## Exercise brief
In the material below, find the line with "use tracing_subscriber::EnvFilter;" and the line with "let bot = Bot::new(config.bot_token.clone());", then output those two lines and every line between them, exactly.

"""

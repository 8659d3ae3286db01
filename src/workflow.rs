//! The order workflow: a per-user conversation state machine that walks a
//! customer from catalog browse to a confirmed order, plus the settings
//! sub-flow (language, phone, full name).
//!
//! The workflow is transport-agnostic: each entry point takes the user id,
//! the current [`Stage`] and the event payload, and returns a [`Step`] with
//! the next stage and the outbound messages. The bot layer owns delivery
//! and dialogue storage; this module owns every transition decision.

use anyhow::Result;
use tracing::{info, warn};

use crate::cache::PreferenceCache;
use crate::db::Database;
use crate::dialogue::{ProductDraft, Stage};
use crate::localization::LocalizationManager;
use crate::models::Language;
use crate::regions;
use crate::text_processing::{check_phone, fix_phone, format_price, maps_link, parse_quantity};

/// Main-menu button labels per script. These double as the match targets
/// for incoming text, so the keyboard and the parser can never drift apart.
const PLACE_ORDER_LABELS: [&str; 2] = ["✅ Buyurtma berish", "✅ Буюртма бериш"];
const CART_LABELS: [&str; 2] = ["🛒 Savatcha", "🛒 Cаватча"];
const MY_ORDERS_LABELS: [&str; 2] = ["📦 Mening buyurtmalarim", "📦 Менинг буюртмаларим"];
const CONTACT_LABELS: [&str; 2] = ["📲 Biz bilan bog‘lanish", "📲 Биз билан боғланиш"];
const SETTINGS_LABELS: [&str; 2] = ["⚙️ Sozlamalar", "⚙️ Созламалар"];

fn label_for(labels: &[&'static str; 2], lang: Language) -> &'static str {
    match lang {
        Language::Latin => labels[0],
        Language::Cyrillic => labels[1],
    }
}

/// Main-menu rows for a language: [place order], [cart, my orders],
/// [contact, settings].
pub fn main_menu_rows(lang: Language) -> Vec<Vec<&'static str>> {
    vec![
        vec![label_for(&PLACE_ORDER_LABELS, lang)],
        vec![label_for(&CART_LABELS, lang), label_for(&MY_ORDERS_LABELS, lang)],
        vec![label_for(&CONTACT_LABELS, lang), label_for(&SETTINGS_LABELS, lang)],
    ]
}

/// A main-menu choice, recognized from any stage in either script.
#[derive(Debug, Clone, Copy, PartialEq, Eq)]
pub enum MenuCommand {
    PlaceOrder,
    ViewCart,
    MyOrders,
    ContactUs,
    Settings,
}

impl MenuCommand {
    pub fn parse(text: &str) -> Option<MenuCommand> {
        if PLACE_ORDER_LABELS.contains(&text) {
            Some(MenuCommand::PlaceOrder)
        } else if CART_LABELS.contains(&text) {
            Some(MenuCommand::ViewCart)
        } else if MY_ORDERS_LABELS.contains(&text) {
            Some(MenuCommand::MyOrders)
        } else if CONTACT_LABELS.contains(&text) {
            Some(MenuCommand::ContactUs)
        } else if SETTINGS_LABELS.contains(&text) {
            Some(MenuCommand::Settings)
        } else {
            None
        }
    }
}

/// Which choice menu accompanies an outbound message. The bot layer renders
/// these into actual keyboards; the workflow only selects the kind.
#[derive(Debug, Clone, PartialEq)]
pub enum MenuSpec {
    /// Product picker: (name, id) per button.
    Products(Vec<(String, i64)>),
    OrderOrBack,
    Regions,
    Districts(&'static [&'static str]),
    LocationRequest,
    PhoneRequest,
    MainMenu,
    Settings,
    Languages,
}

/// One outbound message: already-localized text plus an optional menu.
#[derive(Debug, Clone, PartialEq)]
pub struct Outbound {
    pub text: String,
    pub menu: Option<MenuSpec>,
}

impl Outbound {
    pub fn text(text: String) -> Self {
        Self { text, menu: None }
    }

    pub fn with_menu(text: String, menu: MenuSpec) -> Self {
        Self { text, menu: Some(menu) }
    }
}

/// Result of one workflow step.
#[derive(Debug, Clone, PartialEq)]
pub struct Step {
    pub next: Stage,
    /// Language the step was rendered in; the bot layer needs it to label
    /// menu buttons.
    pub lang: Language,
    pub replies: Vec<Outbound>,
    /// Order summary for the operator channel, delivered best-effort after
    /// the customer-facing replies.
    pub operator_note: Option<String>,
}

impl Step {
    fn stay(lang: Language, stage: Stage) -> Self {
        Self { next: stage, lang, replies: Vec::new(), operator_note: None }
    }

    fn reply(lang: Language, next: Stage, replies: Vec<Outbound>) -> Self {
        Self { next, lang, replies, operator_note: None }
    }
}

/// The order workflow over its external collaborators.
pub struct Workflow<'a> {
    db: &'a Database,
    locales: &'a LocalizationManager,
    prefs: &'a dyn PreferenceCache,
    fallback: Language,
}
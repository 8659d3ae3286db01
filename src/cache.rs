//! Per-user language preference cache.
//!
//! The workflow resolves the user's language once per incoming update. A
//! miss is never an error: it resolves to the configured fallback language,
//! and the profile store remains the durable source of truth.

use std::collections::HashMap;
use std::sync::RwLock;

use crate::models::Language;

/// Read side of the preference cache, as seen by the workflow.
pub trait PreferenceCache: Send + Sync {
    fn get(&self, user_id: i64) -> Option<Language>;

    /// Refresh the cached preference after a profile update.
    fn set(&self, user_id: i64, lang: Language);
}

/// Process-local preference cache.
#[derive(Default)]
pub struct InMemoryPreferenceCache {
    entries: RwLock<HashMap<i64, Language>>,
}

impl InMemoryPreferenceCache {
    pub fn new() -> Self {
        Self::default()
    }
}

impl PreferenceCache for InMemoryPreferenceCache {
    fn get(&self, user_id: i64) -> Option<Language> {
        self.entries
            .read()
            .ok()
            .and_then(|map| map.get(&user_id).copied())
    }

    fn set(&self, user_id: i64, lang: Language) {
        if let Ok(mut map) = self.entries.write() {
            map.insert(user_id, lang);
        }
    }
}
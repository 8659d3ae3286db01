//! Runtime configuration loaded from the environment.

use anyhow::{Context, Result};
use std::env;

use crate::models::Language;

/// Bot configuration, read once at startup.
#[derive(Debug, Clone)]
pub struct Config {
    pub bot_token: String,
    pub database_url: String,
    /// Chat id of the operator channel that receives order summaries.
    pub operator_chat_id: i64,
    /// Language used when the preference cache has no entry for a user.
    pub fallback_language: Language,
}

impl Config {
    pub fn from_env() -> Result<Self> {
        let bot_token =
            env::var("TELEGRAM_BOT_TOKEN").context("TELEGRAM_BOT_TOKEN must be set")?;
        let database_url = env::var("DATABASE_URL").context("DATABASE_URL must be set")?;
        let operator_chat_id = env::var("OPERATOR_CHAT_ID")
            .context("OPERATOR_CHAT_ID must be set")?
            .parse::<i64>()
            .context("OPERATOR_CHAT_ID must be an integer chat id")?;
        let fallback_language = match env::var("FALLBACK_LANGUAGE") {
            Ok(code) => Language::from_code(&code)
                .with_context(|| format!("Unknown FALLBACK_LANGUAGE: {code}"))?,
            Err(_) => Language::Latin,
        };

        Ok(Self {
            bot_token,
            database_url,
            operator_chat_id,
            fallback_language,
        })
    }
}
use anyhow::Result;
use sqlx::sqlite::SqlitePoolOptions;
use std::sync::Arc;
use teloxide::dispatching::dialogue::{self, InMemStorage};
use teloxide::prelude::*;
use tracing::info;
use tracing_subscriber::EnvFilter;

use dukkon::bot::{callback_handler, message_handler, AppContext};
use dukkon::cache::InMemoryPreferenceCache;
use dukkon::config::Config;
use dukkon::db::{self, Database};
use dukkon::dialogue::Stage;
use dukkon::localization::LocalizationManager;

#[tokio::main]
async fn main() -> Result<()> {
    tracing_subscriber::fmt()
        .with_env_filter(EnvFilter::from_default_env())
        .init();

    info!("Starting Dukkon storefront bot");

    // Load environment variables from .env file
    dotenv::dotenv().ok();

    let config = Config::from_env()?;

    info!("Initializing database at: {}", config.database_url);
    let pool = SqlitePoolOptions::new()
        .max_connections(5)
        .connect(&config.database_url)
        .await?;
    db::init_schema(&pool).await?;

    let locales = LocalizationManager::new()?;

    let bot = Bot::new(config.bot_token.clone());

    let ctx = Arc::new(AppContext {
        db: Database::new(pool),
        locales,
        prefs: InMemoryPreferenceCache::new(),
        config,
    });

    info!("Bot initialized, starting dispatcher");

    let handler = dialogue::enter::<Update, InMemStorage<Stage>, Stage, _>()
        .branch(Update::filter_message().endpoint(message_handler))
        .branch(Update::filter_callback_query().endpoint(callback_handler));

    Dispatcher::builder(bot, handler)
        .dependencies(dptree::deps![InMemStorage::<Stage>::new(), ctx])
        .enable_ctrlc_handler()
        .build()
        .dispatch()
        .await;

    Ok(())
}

"""

## Answer for the task
use tracing_subscriber::EnvFilter;

use dukkon::bot::{callback_handler, message_handler, AppContext};
use dukkon::cache::InMemoryPreferenceCache;
use dukkon::config::Config;
use dukkon::db::{self, Database};
use dukkon::dialogue::Stage;
use dukkon::localization::LocalizationManager;

#[tokio::main]
async fn main() -> Result<()> {
    tracing_subscriber::fmt()
        .with_env_filter(EnvFilter::from_default_env())
        .init();

    info!("Starting Dukkon storefront bot");

    // Load environment variables from .env file
    dotenv::dotenv().ok();

    let config = Config::from_env()?;

    info!("Initializing database at: {}", config.database_url);
    let pool = SqlitePoolOptions::new()
        .max_connections(5)
        .connect(&config.database_url)
        .await?;
    db::init_schema(&pool).await?;

    let locales = LocalizationManager::new()?;

    let bot = Bot::new(config.bot_token.clone());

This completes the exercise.